Is there a rule of thumb for the best height of a lathe vs the turner's stature?

I put my lathe on heavy duty casters so I can move it around the shop, and now it sits too high for comfort. I'll need to make a platform to stand on and I figure that since I have the opportunity, I may as well optimize it for best ergonomics.

I've been using this old girl for 20 years and have adapted my style (read: learned to turn wood) with it as-built. I do everything from pens and finials to bowls and platters. My instinct is to make the platform exactly the same height as the casters and therefore be back to where it was, but the engineer in me wants to overthink things, so I thought I'd ask here.

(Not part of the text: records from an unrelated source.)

use log::info;
use ndarray::{Array2, Zip};
use rand::seq::SliceRandom;
use rand::Rng;
use serde::{Deserialize, Serialize};

use crate::error::{LetterGenError, Result};
use crate::model::dataset::Window;
use crate::model::encoder::encode_batch;
use crate::model::network::SequenceModel;
use crate::model::vocabulary::Vocabulary;

/// Training hyperparameters.
///
/// Defaults: 40-character windows every 3 characters, minibatches of
/// 256, 4 epochs, RMSprop at a 0.01 learning rate over a 128-wide
/// hidden layer.
#[derive(Serialize, Deserialize, Clone, Debug, PartialEq)]
pub struct TrainingConfig {
	/// Characters per training window.
	pub seq_len: usize,
	/// Offset between consecutive windows.
	pub stride: usize,
	/// Windows per minibatch.
	pub batch_size: usize,
	/// Full passes over the window set.
	pub epochs: usize,
	/// RMSprop base learning rate.
	pub learning_rate: f32,
	/// LSTM hidden width.
	pub hidden: usize,
}

impl Default for TrainingConfig {
	fn default() -> Self {
		Self {
			seq_len: 40,
			stride: 3,
			batch_size: 256,
			epochs: 4,
			learning_rate: 0.01,
			hidden: 128,
		}
	}
}

/// RMSprop optimizer.
///
/// Keeps one running average of squared gradients per parameter
/// matrix and scales each update by its inverse square root.
struct Rmsprop {
	learning_rate: f32,
	rho: f32,
	epsilon: f32,
	/// One cache per parameter, indexed by the model's parameter slot.
	caches: Vec<Option<Array2<f32>>>,
}

impl Rmsprop {
	fn new(learning_rate: f32) -> Self {
		Self {
			learning_rate,
			rho: 0.9,
			epsilon: 1e-7,
			caches: vec![None; 5],
		}
	}

	/// Updates one parameter matrix in place from its gradient.
	fn update(&mut self, param: &mut Array2<f32>, grad: &Array2<f32>, slot: usize) {
		let (learning_rate, rho, epsilon) = (self.learning_rate, self.rho, self.epsilon);
		let cache = self.caches[slot].get_or_insert_with(|| Array2::zeros(grad.dim()));

		Zip::from(cache.view_mut())
			.and(grad)
			.for_each(|c, g| *c = rho * *c + (1.0 - rho) * g * g);

		Zip::from(param.view_mut())
			.and(cache.view())
			.and(grad)
			.for_each(|p, c, g| *p -= learning_rate * g / (c.sqrt() + epsilon));
	}
}

/// Fits the model on a window set with minibatch gradient descent.
///
/// # Behavior
/// - Shuffles window order every epoch from the injected rng
/// - Encodes one minibatch at a time
/// - Minimizes categorical cross-entropy through full BPTT
/// - Logs one line of loss telemetry per epoch
///
/// # Returns
/// Mean training loss per epoch, in epoch order.
///
/// # Errors
/// Returns `InsufficientData` when the window set is empty and
/// `UnknownCharacter` when a window does not encode against the
/// vocabulary.
pub fn fit(
	model: &mut SequenceModel,
	windows: &[Window],
	vocabulary: &Vocabulary,
	config: &TrainingConfig,
	rng: &mut impl Rng,
) -> Result<Vec<f32>> {
	if windows.is_empty() {
		return Err(LetterGenError::InsufficientData);
	}

	let mut optimizer = Rmsprop::new(config.learning_rate);
	let mut order: Vec<usize> = (0..windows.len()).collect();
	let mut epoch_losses = Vec::with_capacity(config.epochs);

	for epoch in 0..config.epochs {
		order.shuffle(rng);

		let mut loss_sum = 0.0;
		let mut batch_count = 0;

		for chunk in order.chunks(config.batch_size.max(1)) {
			let batch: Vec<Window> = chunk.iter().map(|i| windows[*i].clone()).collect();
			let (inputs, targets) = encode_batch(&batch, vocabulary)?;

			let pass = model.forward(&inputs);
			loss_sum += cross_entropy(&pass.probs, &targets);
			batch_count += 1;

			// Softmax + cross-entropy gradient, averaged over the batch
			let batch_len = batch.len() as f32;
			let d_logits = (&pass.probs - &targets) / batch_len;

			let grads = model.backward(&inputs, &pass, &d_logits);
			model.apply_gradients(&grads, |param, grad, slot| {
				optimizer.update(param, grad, slot);
			});
		}

		let mean_loss = loss_sum / batch_count as f32;
		epoch_losses.push(mean_loss);
		info!(
			"epoch {}/{} - loss {:.4}",
			epoch + 1,
			config.epochs,
			mean_loss
		);
	}

	Ok(epoch_losses)
}

/// Mean categorical cross-entropy over a batch of one-hot targets.
fn cross_entropy(probs: &Array2<f32>, targets: &Array2<f32>) -> f32 {
	let mut total = 0.0;
	for (prob_row, target_row) in probs.rows().into_iter().zip(targets.rows()) {
		for (p, t) in prob_row.iter().zip(target_row.iter()) {
			if *t > 0.0 {
				total -= p.max(1e-10).ln();
			}
		}
	}
	total / probs.nrows() as f32
}

#[cfg(test)]
mod tests {
	use super::*;
	use crate::model::dataset::sample_windows;
	use rand::rngs::StdRng;
	use rand::SeedableRng;

	#[test]
	fn empty_window_set_is_rejected() {
		let vocab = Vocabulary::build("abc").unwrap();
		let mut rng = StdRng::seed_from_u64(1);
		let mut model = SequenceModel::new(vocab.len(), 8, &mut rng);

		let result = fit(&mut model, &[], &vocab, &TrainingConfig::default(), &mut rng);
		assert_eq!(result.unwrap_err(), LetterGenError::InsufficientData);
	}

	#[test]
	fn returns_one_loss_per_epoch() {
		let corpus = "the quick brown fox jumps over the lazy dog. ".repeat(4);
		let vocab = Vocabulary::build(&corpus).unwrap();
		let windows = sample_windows(&corpus, 10, 3);

		let mut rng = StdRng::seed_from_u64(1);
		let mut model = SequenceModel::new(vocab.len(), 16, &mut rng);
		let config = TrainingConfig {
			seq_len: 10,
			stride: 3,
			batch_size: 16,
			epochs: 3,
			learning_rate: 0.01,
			hidden: 16,
		};

		let losses = fit(&mut model, &windows, &vocab, &config, &mut rng).unwrap();
		assert_eq!(losses.len(), 3);
		assert!(losses.iter().all(|l| l.is_finite() && *l > 0.0));
	}

	#[test]
	fn loss_decreases_on_degenerate_corpus() {
		// A single repeated character is trivially learnable.
		let corpus = "ababababababababababababababab";
		let vocab = Vocabulary::build(corpus).unwrap();
		let windows = sample_windows(corpus, 4, 1);

		let mut rng = StdRng::seed_from_u64(3);
		let mut model = SequenceModel::new(vocab.len(), 8, &mut rng);
		let config = TrainingConfig {
			seq_len: 4,
			stride: 1,
			batch_size: 8,
			epochs: 5,
			learning_rate: 0.01,
			hidden: 8,
		};

		let losses = fit(&mut model, &windows, &vocab, &config, &mut rng).unwrap();
		assert!(losses.last().unwrap() < losses.first().unwrap());
	}

	#[test]
	fn default_config_values() {
		let config = TrainingConfig::default();
		assert_eq!(config.seq_len, 40);
		assert_eq!(config.stride, 3);
		assert_eq!(config.batch_size, 256);
		assert_eq!(config.epochs, 4);
		assert_eq!(config.learning_rate, 0.01);
		assert_eq!(config.hidden, 128);
	}
}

BTW, these leveling casters I got through HD are amazing - 










I can move 200+ lbs of Oliver cast iron literally with one finger. The lathe stays tucked under my basement stairs when not being used.


----------



## Catpower

I like to keep the spindle at or a little below my elbows


----------



## Jim Frye

All of the books I have on turning say the center line of the spindle should be at elbow height. My lathe sits on top of my 39" high workbench and the center line is at about 47" from the floor. I've learned to use it at that height and with my declining eyesight, having the work a bit closer is a benefit for me.


----------



## FrankC

If it works don't fix it. 😇


----------



## Steve Neul

The preferred height would vary depending on how tall you are and your personal preference. Some people can't stand to bend over to work on anything so someone like that would want a lathe higher. If the lathe feels too low for you, you might start stacking wood underneath the legs until you get to a height that feels good to you.


----------



## holtzdreher

I too have my lathe on casters for moving around. In fact, I prefer the extra 4 inch height. If the lathe is at normal height (lower), I find myself bending over the lathe more and get more neck aches. There is also benefit for aging eyes. I am just a small fraction of an inch over six foot tall...., with my shoes on......, in the morning. and with longer than normal arms (35 inch sleeves) The height seems to make less difference when turning large objects. I have two floor model lathes set up and shift back and forth depending on the task. One for between centers and the other for chuck mounting. Now most of my activity is spindle turning. And that probably makes a difference also.


----------